>>>>>
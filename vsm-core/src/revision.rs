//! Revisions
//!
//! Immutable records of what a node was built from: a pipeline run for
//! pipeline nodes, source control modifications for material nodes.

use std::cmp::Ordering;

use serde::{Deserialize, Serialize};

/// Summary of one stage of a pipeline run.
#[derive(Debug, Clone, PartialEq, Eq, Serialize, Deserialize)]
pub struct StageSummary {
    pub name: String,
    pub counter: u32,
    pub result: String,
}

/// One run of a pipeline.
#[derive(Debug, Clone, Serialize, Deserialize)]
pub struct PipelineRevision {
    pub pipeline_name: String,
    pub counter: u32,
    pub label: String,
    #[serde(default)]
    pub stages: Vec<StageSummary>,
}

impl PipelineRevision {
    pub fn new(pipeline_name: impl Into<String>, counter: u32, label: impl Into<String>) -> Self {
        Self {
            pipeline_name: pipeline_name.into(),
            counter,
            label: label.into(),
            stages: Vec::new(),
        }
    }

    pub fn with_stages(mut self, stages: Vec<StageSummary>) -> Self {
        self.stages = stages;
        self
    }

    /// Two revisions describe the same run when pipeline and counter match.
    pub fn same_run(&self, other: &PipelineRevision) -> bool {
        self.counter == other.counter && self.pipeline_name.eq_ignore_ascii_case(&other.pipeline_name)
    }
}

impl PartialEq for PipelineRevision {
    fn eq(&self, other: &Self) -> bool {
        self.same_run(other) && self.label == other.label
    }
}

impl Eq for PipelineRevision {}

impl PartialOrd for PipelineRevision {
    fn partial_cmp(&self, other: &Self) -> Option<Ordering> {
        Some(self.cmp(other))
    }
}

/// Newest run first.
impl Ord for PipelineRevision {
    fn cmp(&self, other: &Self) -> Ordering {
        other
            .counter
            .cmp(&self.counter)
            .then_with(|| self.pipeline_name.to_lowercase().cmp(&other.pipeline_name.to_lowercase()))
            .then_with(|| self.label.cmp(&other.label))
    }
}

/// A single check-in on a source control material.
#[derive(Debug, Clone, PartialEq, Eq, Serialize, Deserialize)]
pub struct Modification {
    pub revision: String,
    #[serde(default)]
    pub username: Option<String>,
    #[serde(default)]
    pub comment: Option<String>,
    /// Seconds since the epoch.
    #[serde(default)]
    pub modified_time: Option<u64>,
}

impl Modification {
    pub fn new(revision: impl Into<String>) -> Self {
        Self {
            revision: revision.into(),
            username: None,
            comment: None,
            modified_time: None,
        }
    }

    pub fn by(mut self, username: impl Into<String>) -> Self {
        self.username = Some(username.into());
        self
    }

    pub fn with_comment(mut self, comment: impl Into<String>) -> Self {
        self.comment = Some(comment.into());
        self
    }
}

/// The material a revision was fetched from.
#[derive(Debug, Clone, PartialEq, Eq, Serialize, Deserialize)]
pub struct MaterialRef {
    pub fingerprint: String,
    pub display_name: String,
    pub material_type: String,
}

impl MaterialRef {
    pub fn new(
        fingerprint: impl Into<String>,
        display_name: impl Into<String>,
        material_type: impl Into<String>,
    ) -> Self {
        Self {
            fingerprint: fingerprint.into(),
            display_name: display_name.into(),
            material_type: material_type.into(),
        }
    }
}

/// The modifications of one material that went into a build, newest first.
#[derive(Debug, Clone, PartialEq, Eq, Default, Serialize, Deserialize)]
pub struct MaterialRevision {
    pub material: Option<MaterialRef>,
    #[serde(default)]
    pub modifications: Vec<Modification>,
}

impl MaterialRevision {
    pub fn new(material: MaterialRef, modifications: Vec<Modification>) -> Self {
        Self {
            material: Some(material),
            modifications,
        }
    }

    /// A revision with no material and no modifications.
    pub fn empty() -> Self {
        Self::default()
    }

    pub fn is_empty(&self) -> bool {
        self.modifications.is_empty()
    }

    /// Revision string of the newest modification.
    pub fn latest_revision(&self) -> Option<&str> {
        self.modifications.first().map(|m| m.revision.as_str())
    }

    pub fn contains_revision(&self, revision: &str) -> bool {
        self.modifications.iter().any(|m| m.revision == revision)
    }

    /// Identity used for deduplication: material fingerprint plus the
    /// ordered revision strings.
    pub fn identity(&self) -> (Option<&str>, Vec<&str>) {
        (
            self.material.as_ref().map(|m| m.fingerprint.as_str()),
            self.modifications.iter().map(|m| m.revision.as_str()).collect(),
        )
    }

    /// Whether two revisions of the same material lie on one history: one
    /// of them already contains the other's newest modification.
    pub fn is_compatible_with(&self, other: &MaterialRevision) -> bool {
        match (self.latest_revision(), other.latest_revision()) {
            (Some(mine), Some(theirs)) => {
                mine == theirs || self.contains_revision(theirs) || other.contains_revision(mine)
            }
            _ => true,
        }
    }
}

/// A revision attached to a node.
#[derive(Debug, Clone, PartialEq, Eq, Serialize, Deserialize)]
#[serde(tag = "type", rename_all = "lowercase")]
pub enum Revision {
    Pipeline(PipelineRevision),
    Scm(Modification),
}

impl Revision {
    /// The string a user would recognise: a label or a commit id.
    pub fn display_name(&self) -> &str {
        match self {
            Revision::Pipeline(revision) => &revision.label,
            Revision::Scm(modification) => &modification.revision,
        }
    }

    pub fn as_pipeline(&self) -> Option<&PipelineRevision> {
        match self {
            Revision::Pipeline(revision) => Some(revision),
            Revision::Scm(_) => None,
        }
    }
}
<<<<<
▶ _Work order_
All of the material above should be printed exactly as it appears.

▶ _Exercise output_
filename vsm-core/src/revision.rs
//! Revisions
//!
//! Immutable records of what a node was built from: a pipeline run for
//! pipeline nodes, source control modifications for material nodes.

use std::cmp::Ordering;

use serde::{Deserialize, Serialize};

/// Summary of one stage of a pipeline run.
#[derive(Debug, Clone, PartialEq, Eq, Serialize, Deserialize)]
pub struct StageSummary {
    pub name: String,
    pub counter: u32,
    pub result: String,
}

/// One run of a pipeline.
#[derive(Debug, Clone, Serialize, Deserialize)]
pub struct PipelineRevision {
    pub pipeline_name: String,
    pub counter: u32,
    pub label: String,
    #[serde(default)]
    pub stages: Vec<StageSummary>,
}

impl PipelineRevision {
    pub fn new(pipeline_name: impl Into<String>, counter: u32, label: impl Into<String>) -> Self {
        Self {
            pipeline_name: pipeline_name.into(),
            counter,
            label: label.into(),
            stages: Vec::new(),
        }
    }

    pub fn with_stages(mut self, stages: Vec<StageSummary>) -> Self {
        self.stages = stages;
        self
    }

    /// Two revisions describe the same run when pipeline and counter match.
    pub fn same_run(&self, other: &PipelineRevision) -> bool {
        self.counter == other.counter && self.pipeline_name.eq_ignore_ascii_case(&other.pipeline_name)
    }
}

impl PartialEq for PipelineRevision {
    fn eq(&self, other: &Self) -> bool {
        self.same_run(other) && self.label == other.label
    }
}

impl Eq for PipelineRevision {}

impl PartialOrd for PipelineRevision {
    fn partial_cmp(&self, other: &Self) -> Option<Ordering> {
        Some(self.cmp(other))
    }
}

/// Newest run first.
impl Ord for PipelineRevision {
    fn cmp(&self, other: &Self) -> Ordering {
        other
            .counter
            .cmp(&self.counter)
            .then_with(|| self.pipeline_name.to_lowercase().cmp(&other.pipeline_name.to_lowercase()))
            .then_with(|| self.label.cmp(&other.label))
    }
}

/// A single check-in on a source control material.
#[derive(Debug, Clone, PartialEq, Eq, Serialize, Deserialize)]
pub struct Modification {
    pub revision: String,
    #[serde(default)]
    pub username: Option<String>,
    #[serde(default)]
    pub comment: Option<String>,
    /// Seconds since the epoch.
    #[serde(default)]
    pub modified_time: Option<u64>,
}

impl Modification {
    pub fn new(revision: impl Into<String>) -> Self {
        Self {
            revision: revision.into(),
            username: None,
            comment: None,
            modified_time: None,
        }
    }

    pub fn by(mut self, username: impl Into<String>) -> Self {
        self.username = Some(username.into());
        self
    }

    pub fn with_comment(mut self, comment: impl Into<String>) -> Self {
        self.comment = Some(comment.into());
        self
    }
}

/// The material a revision was fetched from.
#[derive(Debug, Clone, PartialEq, Eq, Serialize, Deserialize)]
pub struct MaterialRef {
    pub fingerprint: String,
    pub display_name: String,
    pub material_type: String,
}

impl MaterialRef {
    pub fn new(
        fingerprint: impl Into<String>,
        display_name: impl Into<String>,
        material_type: impl Into<String>,
    ) -> Self {
        Self {
            fingerprint: fingerprint.into(),
            display_name: display_name.into(),
            material_type: material_type.into(),
        }
    }
}

/// The modifications of one material that went into a build, newest first.
#[derive(Debug, Clone, PartialEq, Eq, Default, Serialize, Deserialize)]
pub struct MaterialRevision {
    pub material: Option<MaterialRef>,
    #[serde(default)]
    pub modifications: Vec<Modification>,
}

impl MaterialRevision {
    pub fn new(material: MaterialRef, modifications: Vec<Modification>) -> Self {
        Self {
            material: Some(material),
            modifications,
        }
    }

    /// A revision with no material and no modifications.
    pub fn empty() -> Self {
        Self::default()
    }

    pub fn is_empty(&self) -> bool {
        self.modifications.is_empty()
    }

    /// Revision string of the newest modification.
    pub fn latest_revision(&self) -> Option<&str> {
        self.modifications.first().map(|m| m.revision.as_str())
    }

    pub fn contains_revision(&self, revision: &str) -> bool {
        self.modifications.iter().any(|m| m.revision == revision)
    }

    /// Identity used for deduplication: material fingerprint plus the
    /// ordered revision strings.
    pub fn identity(&self) -> (Option<&str>, Vec<&str>) {
        (
            self.material.as_ref().map(|m| m.fingerprint.as_str()),
            self.modifications.iter().map(|m| m.revision.as_str()).collect(),
        )
    }

    /// Whether two revisions of the same material lie on one history: one
    /// of them already contains the other's newest modification.
    pub fn is_compatible_with(&self, other: &MaterialRevision) -> bool {
        match (self.latest_revision(), other.latest_revision()) {
            (Some(mine), Some(theirs)) => {
                mine == theirs || self.contains_revision(theirs) || other.contains_revision(mine)
            }
            _ => true,
        }
    }
}

/// A revision attached to a node.
#[derive(Debug, Clone, PartialEq, Eq, Serialize, Deserialize)]
#[serde(tag = "type", rename_all = "lowercase")]
pub enum Revision {
    Pipeline(PipelineRevision),
    Scm(Modification),
}

impl Revision {
    /// The string a user would recognise: a label or a commit id.
    pub fn display_name(&self) -> &str {
        match self {
            Revision::Pipeline(revision) => &revision.label,
            Revision::Scm(modification) => &modification.revision,
        }
    }

    pub fn as_pipeline(&self) -> Option<&PipelineRevision> {
        match self {
            Revision::Pipeline(revision) => Some(revision),
            Revision::Scm(_) => None,
        }
    }
}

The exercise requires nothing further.